The Fifth Elephant 2019

Gathering of 1000+ practitioners from the data ecosystem

Ghostbusters: Optimizing debt collections with survival models

Submitted by Fasih Khatib (@fasihsimpl) on May 13, 2019

Session type: Full talk of 40 mins Status: Confirmed & Scheduled


A pay-later solution like Simpl comes with risk - some customers don’t pay their bill on time. When this happens, our collections team calls them up and gently reminds them that their bill is due. Some people even try to vanish - they ghost us - without paying their bill, resulting in escalation to our skip trace team.

In this talk I’ll go over how we use survival models to optimize our calling team by deciding who has skipped (and needs a trace), who should get a gentle reminder, and in what order of priority.

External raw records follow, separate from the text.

//! Headless page model.
//!
//! A [`Page`] owns a `head` and a `body`; every node is an [`Element`], a cheap
//! clonable handle onto shared state. Handles are what components receive,
//! so nothing below the bootstrap routine ever searches the page.

use std::collections::BTreeMap;
use std::fmt;
use std::sync::{Arc, PoisonError, RwLock, RwLockReadGuard, RwLockWriteGuard, Weak};

/// A file picked in an `input[type=file]`.
#[derive(Debug, Clone, PartialEq, Eq)]
pub struct SelectedFile {
    pub name: String,
    /// MIME type as reported by the browser, empty when unknown.
    pub mime: String,
    pub bytes: Vec<u8>,
}

#[derive(Default)]
struct Node {
    tag: String,
    attributes: BTreeMap<String, String>,
    inner_html: String,
    value: String,
    disabled: bool,
    invalid: bool,
    styles: BTreeMap<String, String>,
    files: Vec<SelectedFile>,
    children: Vec<Element>,
    parent: Option<Weak<RwLock<Node>>>,
}

/// Handle onto one node of the page tree.
#[derive(Clone)]
pub struct Element(Arc<RwLock<Node>>);

impl fmt::Debug for Element {
    fn fmt(&self, f: &mut fmt::Formatter<'_>) -> fmt::Result {
        let node = self.read();
        f.debug_struct("Element")
            .field("tag", &node.tag)
            .field("attributes", &node.attributes)
            .field("children", &node.children.len())
            .finish()
    }
}

impl Element {
    pub fn new(tag: &str) -> Self {
        Self(Arc::new(RwLock::new(Node {
            tag: tag.to_ascii_lowercase(),
            ..Node::default()
        })))
    }

    fn read(&self) -> RwLockReadGuard<'_, Node> {
        self.0.read().unwrap_or_else(PoisonError::into_inner)
    }

    fn write(&self) -> RwLockWriteGuard<'_, Node> {
        self.0.write().unwrap_or_else(PoisonError::into_inner)
    }

    pub fn with_id(self, id: &str) -> Self {
        self.with_attr("id", id)
    }

    pub fn with_attr(self, name: &str, value: &str) -> Self {
        self.set_attr(name, value);
        self
    }

    pub fn with_class(self, class: &str) -> Self {
        self.add_class(class);
        self
    }

    pub fn with_value(self, value: &str) -> Self {
        self.set_value(value);
        self
    }

    pub fn with_html(self, html: &str) -> Self {
        self.set_inner_html(html);
        self
    }

    pub fn with_child(self, child: Element) -> Self {
        self.append_child(&child);
        self
    }

    pub fn tag(&self) -> String {
        self.read().tag.clone()
    }

    pub fn ptr_eq(&self, other: &Element) -> bool {
        Arc::ptr_eq(&self.0, &other.0)
    }

    // Attributes

    pub fn attr(&self, name: &str) -> Option<String> {
        self.read().attributes.get(name).cloned()
    }

    pub fn set_attr(&self, name: &str, value: &str) {
        self.write()
            .attributes
            .insert(name.to_string(), value.to_string());
    }

    pub fn remove_attr(&self, name: &str) {
        self.write().attributes.remove(name);
    }

    /// The `id` attribute, or an empty string.
    pub fn id(&self) -> String {
        self.attr("id").unwrap_or_default()
    }

    /// Reads a `data-*` attribute, e.g. `dataset("amount")` for `data-amount`.
    pub fn dataset(&self, key: &str) -> Option<String> {
        self.attr(&format!("data-{key}"))
    }

    pub fn class_name(&self) -> String {
        self.attr("class").unwrap_or_default()
    }

    pub fn set_class_name(&self, class_name: &str) {
        self.set_attr("class", class_name);
    }

    pub fn has_class(&self, class: &str) -> bool {
        self.class_name().split_whitespace().any(|c| c == class)
    }

    pub fn add_class(&self, class: &str) {
        if self.has_class(class) {
            return;
        }
        let current = self.class_name();
        if current.trim().is_empty() {
            self.set_class_name(class);
        } else {
            self.set_class_name(&format!("{} {}", current.trim_end(), class));
        }
    }

    // Content and state

    pub fn inner_html(&self) -> String {
        self.read().inner_html.clone()
    }

    pub fn set_inner_html(&self, html: &str) {
        self.write().inner_html = html.to_string();
    }

    /// Replaces the content with escaped text.
    pub fn set_text_content(&self, text: &str) {
        self.set_inner_html(&escape_html(text));
    }

    pub fn value(&self) -> String {
        self.read().value.clone()
    }

    pub fn set_value(&self, value: &str) {
        self.write().value = value.to_string();
    }

    pub fn is_disabled(&self) -> bool {
        self.read().disabled
    }

    pub fn set_disabled(&self, disabled: bool) {
        self.write().disabled = disabled;
    }

    /// Marks this control as failing (or passing) its constraints.
    pub fn set_valid(&self, valid: bool) {
        self.write().invalid = !valid;
    }

    /// `checkValidity()`: this element and every descendant satisfy their constraints.
    pub fn check_validity(&self) -> bool {
        let invalid = self.read().invalid;
        !invalid && self.descendants().iter().all(|e| !e.read().invalid)
    }

    pub fn style(&self, property: &str) -> Option<String> {
        self.read().styles.get(property).cloned()
    }

    pub fn set_style(&self, property: &str, value: &str) {
        self.write()
            .styles
            .insert(property.to_string(), value.to_string());
    }

    pub fn files(&self) -> Vec<SelectedFile> {
        self.read().files.clone()
    }

    pub fn set_files(&self, files: Vec<SelectedFile>) {
        self.write().files = files;
    }

    // Tree

    /// Appends `child`, detaching it from its previous parent first.
    pub fn append_child(&self, child: &Element) {
        if child.ptr_eq(self) {
            return;
        }
        child.remove();
        self.write().children.push(child.clone());
        child.write().parent = Some(Arc::downgrade(&self.0));
    }

    /// Detaches this element from its parent. Returns `false` if it was not attached.
    pub fn remove(&self) -> bool {
        let parent = self.write().parent.take();
        match parent.and_then(|weak| weak.upgrade()) {
            Some(parent) => {
                parent
                    .write()
                    .unwrap_or_else(PoisonError::into_inner)
                    .children
                    .retain(|c| !c.ptr_eq(self));
                true
            }
            None => false,
        }
    }

    pub fn parent(&self) -> Option<Element> {
        self.read()
            .parent
            .as_ref()
            .and_then(Weak::upgrade)
            .map(Element)
    }

    pub fn is_attached(&self) -> bool {
        self.parent().is_some()
    }

    pub fn children(&self) -> Vec<Element> {
        self.read().children.clone()
    }

    /// All descendants in document order.
    pub fn descendants(&self) -> Vec<Element> {
        let mut out = Vec::new();
        for child in self.children() {
            out.push(child.clone());
            out.extend(child.descendants());
        }
        out
    }

    /// First descendant matching `predicate`.
    pub fn find(&self, predicate: impl Fn(&Element) -> bool) -> Option<Element> {
        self.descendants().into_iter().find(|e| predicate(e))
    }

    pub fn find_by_id(&self, id: &str) -> Option<Element> {
        self.find(|e| e.attr("id").as_deref() == Some(id))
    }

    /// Nearest ancestor with the given tag.
    pub fn closest(&self, tag: &str) -> Option<Element> {
        let mut current = self.parent();
        while let Some(element) = current {
            if element.tag() == tag {
                return Some(element);
            }
            current = element.parent();
        }
        None
    }

    /// Matches `<tag type="...">`.
    pub fn is_typed(&self, tag: &str, kind: &str) -> bool {
        self.tag() == tag && self.attr("type").as_deref() == Some(kind)
    }
}

/// An event handed to a handler by the host.
#[derive(Debug, Default, Clone, PartialEq, Eq)]
pub struct DomEvent {
    default_prevented: bool,
    propagation_stopped: bool,
}

impl DomEvent {
    pub fn new() -> Self {
        Self::default()
    }

    pub fn prevent_default(&mut self) {
        self.default_prevented = true;
    }

    pub fn stop_propagation(&mut self) {
        self.propagation_stopped = true;
    }

    pub fn default_prevented(&self) -> bool {
        self.default_prevented
    }

    pub fn propagation_stopped(&self) -> bool {
        self.propagation_stopped
    }
}

/// The document: a `head` for metadata and a `body` for content.
#[derive(Debug, Clone)]
pub struct Page {
    head: Element,
    body: Element,
}

impl Default for Page {
    fn default() -> Self {
        Self::new()
    }
}

impl Page {
    pub fn new() -> Self {
        Self {
            head: Element::new("head"),
            body: Element::new("body"),
        }
    }

    pub fn head(&self) -> &Element {
        &self.head
    }

    pub fn body(&self) -> &Element {
        &self.body
    }

    /// Every element of the document, head first, in document order.
    pub fn elements(&self) -> Vec<Element> {
        let mut all = self.head.descendants();
        all.extend(self.body.descendants());
        all
    }

    pub fn query_all(&self, predicate: impl Fn(&Element) -> bool) -> Vec<Element> {
        self.elements().into_iter().filter(|e| predicate(e)).collect()
    }

    pub fn get_element_by_id(&self, id: &str) -> Option<Element> {
        self.elements()
            .into_iter()
            .find(|e| e.attr("id").as_deref() == Some(id))
    }

    pub fn by_class(&self, class: &str) -> Vec<Element> {
        self.query_all(|e| e.has_class(class))
    }

    pub fn by_attr(&self, name: &str, value: &str) -> Vec<Element> {
        self.query_all(|e| e.attr(name).as_deref() == Some(value))
    }

    /// `content` of `<meta name="...">`.
    pub fn meta_content(&self, name: &str) -> Option<String> {
        self.elements()
            .into_iter()
            .find(|e| e.tag() == "meta" && e.attr("name").as_deref() == Some(name))
            .and_then(|meta| meta.attr("content"))
    }

    /// Value of the first element carrying `name="..."`.
    pub fn field_value(&self, name: &str) -> Option<String> {
        self.elements()
            .into_iter()
            .find(|e| e.attr("name").as_deref() == Some(name))
            .map(|field| field.value())
    }

    /// Resolves an in-page `#fragment` to its target element.
    pub fn fragment_target(&self, href: &str) -> Option<Element> {
        let id = href.strip_prefix('#')?;
        if id.is_empty() {
            return None;
        }
        self.get_element_by_id(id)
    }
}

pub(crate) fn escape_html(text: &str) -> String {
    let mut out = String::with_capacity(text.len());
    for c in text.chars() {
        match c {
            '&' => out.push_str("&amp;"),
            '<' => out.push_str("&lt;"),
            '>' => out.push_str("&gt;"),
            '"' => out.push_str("&quot;"),
            _ => out.push(c),
        }
    }
    out
}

This talk is about using survival models to optimize the process of making collection calls (“dear sir, please pay your bill, it’s overdue”).


  • An overview of how the calling process is structured. This will give an understanding of what we’re trying to optimize.
  • Discuss why moving people from one level of the process to another automatically and optimally is important for recovering money.
  • Get an understanding of why data-backed decisions are important for overall efficiency. Is it worth it to make 7 calls per user or should you escalate after 4 calls?
  • Understand how using panel data for user behavior is significantly different from more standard classifiers which use cross-sectional data.

A brief introduction to survival models:

  • What survival models are, and where they are traditionally used. Get an introduction to basic terminology like survival function, hazard rate, censoring, etc.
  • Take a look at non-traditional applications of survival models in fields like sales lead prioritization, marketing automation, etc.

How we use survival models:

  • How math concepts are directly relevant to the business - a hazard function is directly useful as a lead score, while a survival function tells us who the ghosts are. Math => business decisions.
  • Constructing hazard curves via parametric (Weibull) and non-parametric (Kaplan-Meier) and connecting them to our real data.
  • Cox proportional model
  • Data limitations force us to use censored models.
  • Take a look at productionizing these models; how to use this information to make better decisions. One model can solve many problems (escalation, lead scoring, write-off, etc.)


This talk is accessible to those with some prior experience in statistics and/or machine learning

Speaker bio

Fasih is a data scientist at Simpl, India’s top pay later platform. When he’s not busy playing video games, he’s busy writing about all-things-Bayes and functional programming. Prefers adrak-wali-chai over coffee, suggests ordering from Tata Cha over Chai Point, and paying using Simpl.



Preview video


  • Abhishek Balaji (@booleanbalaji) a year ago

    Hi Fasih,

    Thank you for submitting a proposal. I’m unable to access the slides. Could you make them public? In addition, make sure your proposal covers the following aspects:

    • Problem statement/context, which the audience can relate to and understand. The problem statement has to be a problem (based on this context) that can be generalized for all.
    • What were the tools/options available in the market to solve this problem? How did you evaluate these, and what metrics did you use for the evaluation? Why did you decide to build your own ML model?
    • Why did you pick the option that you did?
    • Explain how the situation was before the solution you picked/built and how was the fraud/ghosting after implementing the solution you picked and built? Show before-after scenario comparisons & metrics.
    • What compromises/trade-offs did you have to make in this process?
    • What are the privacy, regulatory and ethical considerations when building this solution?
    • What is the one takeaway that you want participants to go back with at the end of this talk? What is it that participants should learn/be cautious about when solving similar problems?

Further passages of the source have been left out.